20th June 2019
HH Peter Rook QC has today delivered detailed factual findings and a combined narrative and short form conclusion in the fresh inquest into the death of Pte Geoff Gray at Deepcut barracks on 17 September 2001. Nicholas Moss represented the Ministry of Defence and individual soldiers/civil servants, leading Richard Boyle (TGC), Georgina Wolfe and Cicely Hayward (5 Essex Court). The inquest sat for 28 days over 2½ months, and received evidence from 105 witnesses.
The short form conclusion was “suicide”. Following the decision in Maughan  EWCA Civ 809, the Coroner applied the civil standard of proof but was in any event satisfied to the criminal standard of proof that the death was by suicide.
As had been accepted in concessions made by MOD, the Coroner found that greater attention should have been paid to the self-harm risks of young trainees carrying out armed guard duty. The narrative findings in the Record of Inquest were that:
“At approximately 01.10 hours on 17 September 2001 in the grounds of the Officers’ Mess at the Princess Royal Barracks, Deepcut, Surrey, Private Geoff Gray shot himself with a SA80 rifle that was set to automatic, causing two wounds to the head. He died rapidly at the place where his body was found. No third party was involved in the shooting. At the time Geoff fired the shots he intended to take his own life, although that state of mind may have only been transient.
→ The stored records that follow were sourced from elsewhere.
pub mod ast;
pub mod config;
pub mod equality;
pub mod error;
pub mod hasher;
pub mod number;
pub mod obfuscator;
pub mod serializer;
pub mod visit;

pub use config::SqlObjectsConfig;
pub use equality::equals;
pub use error::SqlObjectError;
pub use hasher::hash;
pub use number::Number64;
pub use obfuscator::{Obfuscator, obfuscate};
pub use serializer::{ParameterBindings, pretty_print, serialize, serialize_parameterized};
pub use visit::{Accept, SqlObject, SqlObjectArgVisitor, SqlObjectKind, SqlObjectRef, SqlObjectVisitor};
Geoff’s actions could not reasonably have been anticipated at the time. He did not suffer with any known psychological difficulties nor had he been the recipient of any ill treatment. Any concerns Geoff may have had did not relate to the camp regime. However the army had failed adequately to address the risk of self-harm that might arise in respect of young and inexperienced trainees performing guard duty with unsupervised access to firearms. Proposals that trainees should not provide the Barracks’ guard, but be replaced with a professional guard force had not yet been acted upon.
While it was entirely Geoff’s decision to take his own life, the above failures provided Geoff with an opportunity to go to an isolated location with a firearm where he could act as he did.”
Noting a wide range of improvements evidenced by the Army (including in guarding arrangements, training supervisory ratios, de-stigmatisation of soldiers seeking welfare support, and in Trauma Risk Management), the Coroner decided it was not necessary to make any Preventing Future Deaths Report to the Ministry of Defence, stating,
“In the light of the changes in structure, culture and practice since Geoff’s death, the evidence at this inquest has not revealed to me any area where it appears that the army have either not already taken action or are not cognisant of and already pursuing the relevant action to prevent future deaths.”
The Coroner was strongly critical of the failings in the original investigations into the death. A PFD report was issued to the Chief Coroner and the President of Royal College of Pathologists concerning the desirability of further guidance being issued on the type of post-mortem to be carried out in cases of death by gunshot wounds, even if the initial evidential inquiries point to self-infliction. In Geoff Gray’s case, a normal Coroner’s post-mortem had been carried out, not a forensic post-mortem.